Aug 15 22:33:36 c1 systemd[1]: snap.certbot.renew.service: Deactivated successfully.
Aug 15 22:33:36 c1 systemd[1]: Finished Service for snap application certbot.renew.
Aug 15 22:33:57 c1 systemd[1]: systemd-timedated.service: Deactivated successfully.
Aug 16 00:00:28 c1 systemd[1]: Starting Daily dpkg database backup service...
Aug 16 00:00:28 c1 systemd[1]: dpkg-db-backup.service: Deactivated successfully.
Aug 16 00:00:28 c1 systemd[1]: Finished Daily dpkg database backup service.
Aug 16 03:15:28 c1 systemd[1]: Starting Daily apt download activities...
Aug 16 03:15:59 c1 systemd-networkd-wait-online[5579]: Timeout occurred while waiting for network connectivity.
Aug 16 03:15:59 c1 apt-helper[5577]: E: Sub-process /lib/systemd/systemd-networkd-wait-online returned an error code (1)
Aug 16 03:16:01 c1 systemd[1]: Starting Update APT News...
Aug 16 03:16:01 c1 systemd[1]: Starting Update the local ESM caches...
Aug 16 03:16:03 c1 systemd[1]: apt-news.service: Deactivated successfully.
Aug 16 03:16:03 c1 systemd[1]: Finished Update APT News.

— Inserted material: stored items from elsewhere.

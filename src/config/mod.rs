//! Process configuration, read once from the environment at startup.

pub mod admins;
pub mod bot;
pub mod transport;
pub mod webhook_relay;

pub use admins::AdminIdentitySet;
pub use bot::{BotConfig, GuardSettings, RelaySettings};
pub use transport::{TlsFiles, TransportConfig, WebhookServerConfig};
pub use webhook_relay::WebhookRelayConfig;

use std::str::FromStr;

use crate::error::{BotError, Result};

/// Source of configuration values, `std::env::var` in production
pub type Lookup<'a> = &'a dyn Fn(&str) -> Option<String>;

pub fn env_lookup(key: &str) -> Option<String> {
    std::env::var(key).ok()
}

/// Non-empty value for `key`, if any
fn optional(lookup: Lookup<'_>, key: &str) -> Option<String> {
    lookup(key)
        .map(|v| v.trim().to_string())
        .filter(|v| !v.is_empty())
}

fn required(lookup: Lookup<'_>, key: &str) -> Result<String> {
    optional(lookup, key).ok_or_else(|| BotError::missing(key))
}

fn parse_or<T>(lookup: Lookup<'_>, key: &str, default: T) -> Result<T>
where
    T: FromStr,
    T::Err: std::fmt::Display,
{
    match optional(lookup, key) {
        Some(raw) => raw
            .parse()
            .map_err(|e: T::Err| BotError::invalid(key, e.to_string())),
        None => Ok(default),
    }
}

fn flag(lookup: Lookup<'_>, key: &str, default: bool) -> bool {
    match optional(lookup, key) {
        Some(raw) => matches!(raw.to_lowercase().as_str(), "true" | "1" | "yes" | "on"),
        None => default,
    }
}

#[cfg(test)]
pub(crate) fn lookup_from(pairs: &[(&str, &str)]) -> impl Fn(&str) -> Option<String> {
    let map: std::collections::HashMap<String, String> = pairs
        .iter()
        .map(|(k, v)| (k.to_string(), v.to_string()))
        .collect();
    move |key: &str| map.get(key).cloned()
}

I’m really no expert at reading logs but I do find it interesting that the following line seems not correctly placed as the timestamp is earlier than the lines above it.

Aug 15 22:32:23 c1 systemd-networkd[157]: eth0: Could not set DHCPv4 address: Connection timed out

So, if I read this correctly, the system sends a SIGABRT message to the snapd service. This doesn’t seem to work for some reason and fails 12 minutes later, generating a stack trace before then sending a KILL signal to snapd.

Within these 12 minutes, the system tries to renew its ip address but fails, likely because the SIGABRT has brought the system to a complete hang.

I’m hopeful for recommendations what to do about this.